La préparation d’une commande par le Château Margaux (Etape 1/3)

Château Margaux 

1er Grand Cru Classé en 1855

Margaux

Aurélien Valance

Directeur Général Adjoint, Commercialisation et Opérationnel

En poste depuis 2006

Rencontré par Gerda


 

A travers une trilogie logistique, nous souhaitons vous faire partager la vie des vins, depuis la mise en bouteille jusqu’à l’arrivée de celle-ci chez le distributeur.

Dans l’étape 1, Aurélien VALANCE du château MARGAUX (ci-dessous) , nous explique le déroulement de la préparation à partir de la mise en bouteille, jusqu’à l’enlèvement par le négociant.

Dans l’étape 2, David VIDAL (directeur entrepôt) nous présente l’environnement de stockage du négociant.

Enfin l’étape 3, Patrick BONGARD de HILLEBRAND-BORDEAUX (groupe DHL), expose l’environnement de la logistique et du transport des marchandises jusqu’à destination.


 

La logistique des grands vins, c’est-à-dire ce qu’il se passe de la mise en bouteille jusqu’à l’arrivée des caisses chez nos clients, nécessite de la part de tous les acteurs concernés énormément de rigueur et de précision.

Cette logistique passe par plusieurs étapes, à commencer par les commandes au château.

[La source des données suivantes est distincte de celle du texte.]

#![allow(clippy::unwrap_used)]
// End-to-end service and verification tests against a wiremock dashboard.

use std::collections::HashMap;
use std::sync::Arc;
use std::time::Duration;

use pretty_assertions::assert_eq;
use serde_json::{Map, json};
use wiremock::matchers::{body_json, method, path, path_regex};
use wiremock::{Mock, MockServer, ResponseTemplate};

use dashino_api::{ClientConfig, DashinoClient};
use dashino_config::Settings;
use dashino_core::{
    ClearStateRequest, CoreError, Dashino, EntityState, ForwardRequest, Probe, ServiceDefaults,
    SetStateFieldRequest, SetStateRequest, VerifyError, setup_entry, verify_connection,
};

// ── Helpers ─────────────────────────────────────────────────────────

fn client(server: &MockServer) -> DashinoClient {
    let config = ClientConfig::new(server.uri(), "homeassistant")
        .with_timeout(Duration::from_millis(500));
    DashinoClient::new(reqwest::Client::new(), config).unwrap()
}

fn session(server: &MockServer, defaults: ServiceDefaults) -> Dashino {
    Dashino::new(Arc::new(client(server)), defaults)
}

fn defaults() -> ServiceDefaults {
    ServiceDefaults {
        source: "homeassistant".into(),
        state_key: Some("living-room".into()),
        widget_id: Some("clock".into()),
        message_type: None,
    }
}

// ── Services ────────────────────────────────────────────────────────

#[tokio::test]
async fn forward_posts_message_to_source() {
    let server = MockServer::start().await;
    Mock::given(method("POST"))
        .and(path("/api/webhooks/garage"))
        .and(body_json(json!({ "widgetId": "clock", "data": { "open": true } })))
        .respond_with(ResponseTemplate::new(204))
        .expect(1)
        .mount(&server)
        .await;

    let dash = session(&server, defaults());
    dash.forward(&ForwardRequest {
        source: Some("garage".into()),
        data: Some(json!({ "open": true })),
        ..ForwardRequest::default()
    })
    .await
    .unwrap();
}

#[tokio::test]
async fn forward_without_any_source_is_rejected_before_io() {
    let server = MockServer::start().await;
    let dash = session(
        &server,
        ServiceDefaults {
            source: String::new(),
            ..ServiceDefaults::default()
        },
    );

    let err = dash.forward(&ForwardRequest::default()).await.unwrap_err();
    assert_eq!(err.to_string(), "Dashino source is required");
    assert!(server.received_requests().await.unwrap().is_empty());
}

#[tokio::test]
async fn set_state_uses_default_key() {
    let server = MockServer::start().await;
    Mock::given(method("POST"))
        .and(path("/api/states/living-room/value"))
        .and(body_json(
            json!({ "data": { "lamp": "on" }, "merge": false, "source": "homeassistant" }),
        ))
        .respond_with(ResponseTemplate::new(200).set_body_json(json!({ "stored": true })))
        .expect(1)
        .mount(&server)
        .await;

    let dash = session(&server, defaults());
    let echoed = dash
        .set_state(&SetStateRequest {
            data: Some(json!({ "lamp": "on" })),
            replace: Some(true),
            ..SetStateRequest::default()
        })
        .await
        .unwrap();
    assert_eq!(echoed, Some(json!({ "stored": true })));
}

#[tokio::test]
async fn request_failures_surface_status_and_message() {
    let server = MockServer::start().await;
    Mock::given(method("POST"))
        .respond_with(ResponseTemplate::new(500).set_body_string("boom"))
        .mount(&server)
        .await;

    let dash = session(&server, defaults());
    let err = dash
        .set_state(&SetStateRequest::default())
        .await
        .unwrap_err();

    assert_eq!(err.status(), Some(500));
    assert_eq!(err.to_string(), "Status 500: boom");
    assert_eq!(
        dash.client().last_error().as_deref(),
        Some("Status 500: boom")
    );
}

#[tokio::test]
async fn timeouts_are_reported_per_operation() {
    let server = MockServer::start().await;
    Mock::given(method("DELETE"))
        .respond_with(ResponseTemplate::new(200).set_delay(Duration::from_secs(3)))
        .mount(&server)
        .await;

    let dash = session(&server, defaults());
    let err = dash
        .clear_state(&ClearStateRequest::default())
        .await
        .unwrap_err();

    assert!(err.is_timeout());
    assert_eq!(err.to_string(), "Dashino clear_state timed out");
}

#[tokio::test]
async fn set_state_field_sends_extracted_value() {
    let server = MockServer::start().await;
    Mock::given(method("POST"))
        .and(path("/api/states/alarm/value"))
        .and(body_json(
            json!({ "data": { "armed": 1.0 }, "merge": true, "source": "security" }),
        ))
        .respond_with(ResponseTemplate::new(204))
        .expect(1)
        .mount(&server)
        .await;

    let mut states = HashMap::new();
    states.insert(
        "alarm_control_panel.home".to_owned(),
        EntityState {
            entity_id: "alarm_control_panel.home".into(),
            state: "armed_away".into(),
            attributes: Map::new(),
        },
    );
    let table: Map<String, serde_json::Value> =
        serde_json::from_value(json!({ "armed_away": 1, "disarmed": 0 })).unwrap();

    let dash = session(&server, defaults());
    let echoed = dash
        .set_state_field(
            &SetStateFieldRequest {
                key: Some("alarm".into()),
                field: "armed".into(),
                entity_id: "alarm_control_panel.home".into(),
                map: Some(table),
                as_number: true,
                source: Some("security".into()),
                ..SetStateFieldRequest::default()
            },
            &states,
        )
        .await
        .unwrap();
    assert_eq!(echoed, None);
}

#[tokio::test]
async fn set_state_field_unknown_entity_sends_nothing() {
    let server = MockServer::start().await;
    let states: HashMap<String, EntityState> = HashMap::new();

    let dash = session(&server, defaults());
    let err = dash
        .set_state_field(
            &SetStateFieldRequest {
                field: "temp".into(),
                entity_id: "sensor.gone".into(),
                ..SetStateFieldRequest::default()
            },
            &states,
        )
        .await
        .unwrap_err();

    assert!(matches!(err, CoreError::EntityNotFound { .. }));
    assert_eq!(err.to_string(), "Entity 'sensor.gone' not found");
    assert!(server.received_requests().await.unwrap().is_empty());
}

// ── Verification ────────────────────────────────────────────────────

#[tokio::test]
async fn verify_prefers_health() {
    let server = MockServer::start().await;
    Mock::given(method("GET"))
        .and(path("/api/health"))
        .respond_with(ResponseTemplate::new(200))
        .expect(1)
        .mount(&server)
        .await;

    let probe = verify_connection(&client(&server), None).await.unwrap();
    assert_eq!(probe, Probe::Health);
}

#[tokio::test]
async fn verify_falls_back_to_state_api() {
    let server = MockServer::start().await;
    Mock::given(method("GET"))
        .and(path("/api/health"))
        .respond_with(ResponseTemplate::new(404))
        .mount(&server)
        .await;
    Mock::given(path_regex(r"^/api/states/dashino-probe-[0-9a-f]+/value$"))
        .respond_with(ResponseTemplate::new(200))
        .expect(2)
        .mount(&server)
        .await;

    let probe = verify_connection(&client(&server), None).await.unwrap();
    assert_eq!(probe, Probe::StateApi);
}

#[tokio::test]
async fn verify_reports_missing_state_api() {
    let server = MockServer::start().await;
    Mock::given(method("GET"))
        .respond_with(ResponseTemplate::new(404))
        .mount(&server)
        .await;
    Mock::given(method("POST"))
        .respond_with(ResponseTemplate::new(404))
        .mount(&server)
        .await;

    let err = verify_connection(&client(&server), None).await.unwrap_err();
    assert_eq!(err, VerifyError::StateApiMissing);
    assert_eq!(err.code(), "state_api_missing");
}

#[tokio::test]
async fn verify_other_failures_cannot_connect() {
    let server = MockServer::start().await;
    Mock::given(method("GET"))
        .respond_with(ResponseTemplate::new(401))
        .mount(&server)
        .await;

    let err = verify_connection(&client(&server), None).await.unwrap_err();
    assert_eq!(err, VerifyError::CannotConnect);

    let server = MockServer::start().await;
    Mock::given(method("GET"))
        .respond_with(ResponseTemplate::new(404))
        .mount(&server)
        .await;
    Mock::given(method("POST"))
        .respond_with(ResponseTemplate::new(503))
        .mount(&server)
        .await;

    let err = verify_connection(&client(&server), None).await.unwrap_err();
    assert_eq!(err, VerifyError::CannotConnect);
}

#[tokio::test]
async fn setup_entry_normalizes_and_verifies() {
    let server = MockServer::start().await;
    Mock::given(method("GET"))
        .and(path("/api/health"))
        .respond_with(ResponseTemplate::new(200))
        .mount(&server)
        .await;

    let input = Settings {
        base_url: Some(format!("  {}/ ", server.uri())),
        default_source: Some("  ".into()),
        ..Settings::default()
    };
    let resolved = setup_entry(&input, reqwest::Client::new()).await.unwrap();

    assert_eq!(resolved.base_url, server.uri());
    assert_eq!(resolved.default_source, "homeassistant");
}

#[tokio::test]
async fn setup_entry_field_errors() {
    let input = Settings {
        base_url: Some("ftp://files.local".into()),
        ..Settings::default()
    };
    let errors = setup_entry(&input, reqwest::Client::new())
        .await
        .unwrap_err();
    assert_eq!(errors.get("base_url"), Some("invalid_url"));

    let server = MockServer::start().await;
    Mock::given(method("GET"))
        .respond_with(ResponseTemplate::new(500))
        .mount(&server)
        .await;
    let input = Settings {
        base_url: Some(server.uri()),
        ..Settings::default()
    };
    let errors = setup_entry(&input, reqwest::Client::new())
        .await
        .unwrap_err();
    assert_eq!(errors.get("base"), Some("cannot_connect"));
}

#[tokio::test]
async fn setup_entry_blames_bad_token_not_url() {
    let server = MockServer::start().await;
    let input = Settings {
        base_url: Some(server.uri()),
        api_token: Some("a\u{1}b".into()),
        ..Settings::default()
    };
    let errors = setup_entry(&input, reqwest::Client::new())
        .await
        .unwrap_err();

    assert_eq!(errors.get("api_token"), Some("invalid_token"));
    assert_eq!(errors.get("base_url"), None);
    assert!(server.received_requests().await.unwrap().is_empty());
}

Ici, nous avons choisi d’interviewer Aurélien VALANCE du Château Margaux.

Gerda : Aurélien, vos mises en bouteilles se font-elles au château, et comment ? 

Aurélien Valance : À partir de la mise en bouteille du millésime 2021, nous aurons à nouveau notre propre chaîne de mise en bouteille. Jusqu’à cette date et depuis plusieurs années, nous sous-traitions l’opération avec un prestataire qui venait l’installer au sein de la propriété. Nous avons pris la décision de réinvestir dans une chaîne, car les avancées technologiques sont maintenant stables. Avant, il y avait régulièrement des innovations sur ces technologies. Nous pensons qu’il n’y aura plus de progrès techniques significatifs et qu’il était temps de faire cet investissement. Nous voulons à présent maîtriser en interne cette tâche avec notre équipe dédiée Château Margaux.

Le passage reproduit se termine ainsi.